If Your Doctor Starts You on a Uric Acid-Lowering Drug
He or she will also prescribe an NSAID or colchicine for the first month or so that you’re taking the drug to reduce the likelihood of a gout flare-up. (Beginning uric acid-lowering therapy can paradoxically sometimes provoke an attack of gout.)

If You Also Take a Diuretic for High Blood Pressure
Your doctor may recommend a nondiuretic anti-hypertensive medication.
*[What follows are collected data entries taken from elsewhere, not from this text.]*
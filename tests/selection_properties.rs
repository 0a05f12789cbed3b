mod common;

use common::{amendment, at, day, document};
use edinetkit::{DocumentMetadata, FilterOptions, filter_documents, group_candidates, select_documents};
use std::collections::HashSet;

fn catalog() -> Vec<DocumentMetadata> {
    let d = day(2024, 6, 25);
    let mut quarterly = document("S100Q001", "E003", at(d, 11, 0));
    quarterly.doc_type_code = "140".to_string();
    let mut no_csv = document("S100N001", "E004", at(d, 12, 0));
    no_csv.has_csv = false;

    vec![
        document("S100A001", "E001", at(d, 9, 0)),
        document("S100B001", "E002", at(d, 9, 30)),
        amendment(document("S100A002", "E001", at(d, 15, 0)), "S100A001"),
        quarterly,
        no_csv,
        document("S100B002", "E002", at(d, 9, 30)),
        amendment(document("S100C001", "E005", at(d, 10, 0)), "S100X999"),
        document("S100C002", "E005", at(d, 10, 0)),
    ]
}

fn ids(documents: &[DocumentMetadata]) -> Vec<&str> {
    documents.iter().map(|d| d.doc_id.as_str()).collect()
}

#[test]
fn filter_output_is_an_ordered_subset_matching_the_predicate() {
    let catalog = catalog();
    let options = FilterOptions::default().with_companies(["E001", "E002", "E003", "E005"]);

    let kept = filter_documents(&catalog, &options);

    assert!(kept.iter().all(|doc| catalog.contains(doc)));
    assert!(kept.iter().all(|doc| options.doc_types.contains(&doc.doc_type_code)));
    assert!(kept.iter().all(|doc| doc.company_id != "E004"));
    assert_eq!(
        ids(&kept),
        vec!["S100A001", "S100B001", "S100A002", "S100B002", "S100C001", "S100C002"]
    );
}

#[test]
fn company_cap_keeps_all_documents_of_admitted_companies() {
    let kept = filter_documents(&catalog(), &FilterOptions::default().with_max_companies(2));

    let companies: HashSet<&str> = kept.iter().map(|d| d.company_id.as_str()).collect();
    assert_eq!(companies, HashSet::from(["E001", "E002"]));
    assert_eq!(kept.len(), 4);
}

#[test]
fn one_winner_per_company_and_period() {
    let selected = select_documents(&filter_documents(&catalog(), &FilterOptions::default()));

    assert_eq!(ids(&selected), vec!["S100A002", "S100B001", "S100N001", "S100C001"]);

    let slots: HashSet<(&str, _)> = selected
        .iter()
        .map(|d| (d.company_id.as_str(), d.period_end))
        .collect();
    assert_eq!(slots.len(), selected.len());
}

#[test]
fn winner_has_the_latest_submission_in_its_group() {
    let filtered = filter_documents(&catalog(), &FilterOptions::default());

    for group in group_candidates(&filtered) {
        let winner = group.winner().unwrap();
        let latest = group.documents.iter().map(|d| d.submitted_at).max().unwrap();
        assert_eq!(winner.submitted_at, latest);
        assert!(
            group
                .documents
                .iter()
                .all(|d| d.precedence_cmp(winner) != std::cmp::Ordering::Greater)
        );
    }
}

#[test]
fn same_time_amendment_beats_original() {
    let d = day(2024, 6, 25);
    let original = document("S100A001", "E001", at(d, 9, 0));
    let corrected = amendment(document("S100A009", "E001", at(d, 9, 0)), "S100A001");

    let selected = select_documents(&[original, corrected]);
    assert_eq!(ids(&selected), vec!["S100A009"]);
}

#[test]
fn later_original_beats_earlier_amendment() {
    let d = day(2024, 6, 25);
    let corrected = amendment(document("S100A002", "E001", at(d, 9, 0)), "S100A000");
    let resubmitted = document("S100A003", "E001", at(d, 16, 0));

    let selected = select_documents(&[corrected, resubmitted]);
    assert_eq!(ids(&selected), vec!["S100A003"]);
}

#[test]
fn csv_availability_breaks_ties() {
    let d = day(2024, 6, 25);
    let mut xbrl_only = document("S100A001", "E001", at(d, 9, 0));
    xbrl_only.has_csv = false;
    let with_csv = document("S100A002", "E001", at(d, 9, 0));

    let selected = select_documents(&[xbrl_only, with_csv]);
    assert_eq!(ids(&selected), vec!["S100A002"]);
}

#[test]
fn different_periods_are_kept_apart() {
    let d = day(2024, 6, 25);
    let current = document("S100A001", "E001", at(d, 9, 0));
    let mut late_prior = document("S100A002", "E001", at(d, 10, 0));
    late_prior.period_end = day(2023, 3, 31);

    let selected = select_documents(&[current, late_prior]);
    assert_eq!(selected.len(), 2);
}

#[test]
fn selection_does_not_depend_on_catalog_order() {
    let filtered = filter_documents(&catalog(), &FilterOptions::default());
    let expected: HashSet<String> = select_documents(&filtered)
        .into_iter()
        .map(|d| d.doc_id)
        .collect();

    let mut rng = fastrand::Rng::with_seed(0x5eed);
    for _ in 0..50 {
        let mut shuffled = filtered.clone();
        rng.shuffle(&mut shuffled);
        let winners: HashSet<String> = select_documents(&shuffled)
            .into_iter()
            .map(|d| d.doc_id)
            .collect();
        assert_eq!(winners, expected);
    }
}

#[test]
fn selecting_twice_changes_nothing() {
    let once = select_documents(&catalog());
    let twice = select_documents(&once);
    assert_eq!(once, twice);
}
Diuretics can lead to higher blood levels of uric acid by decreasing the urinary excretion of uric acid.

Have you had gout?

Tell us which treatment worked for you.

Does Diet Play a Role?

Some recent research has suggested that if you have gout, specific dietary changes may reduce the likelihood of an attack. 

These include following much of the same advice recommended in the popular DASH diet: consuming less sodium, fewer sugar-sweetened soft drinks, and less red meat and shellfish, and adding more low-fat dairy products, vegetables, and fruits such as cherries to your diet.

Overthinking what you eat, however, may not be necessary, Lipman says. If you consume more than one (for women) or two (for men) alcoholic drinks per day, imbibing less is probably more effective than most dietary strategies said to prevent gout attacks. “If you eat a lot of organ meats, such as liver or kidney, you may want to consider cutting back,” he adds. “Otherwise, a healthy, well-balanced diet is your best bet.”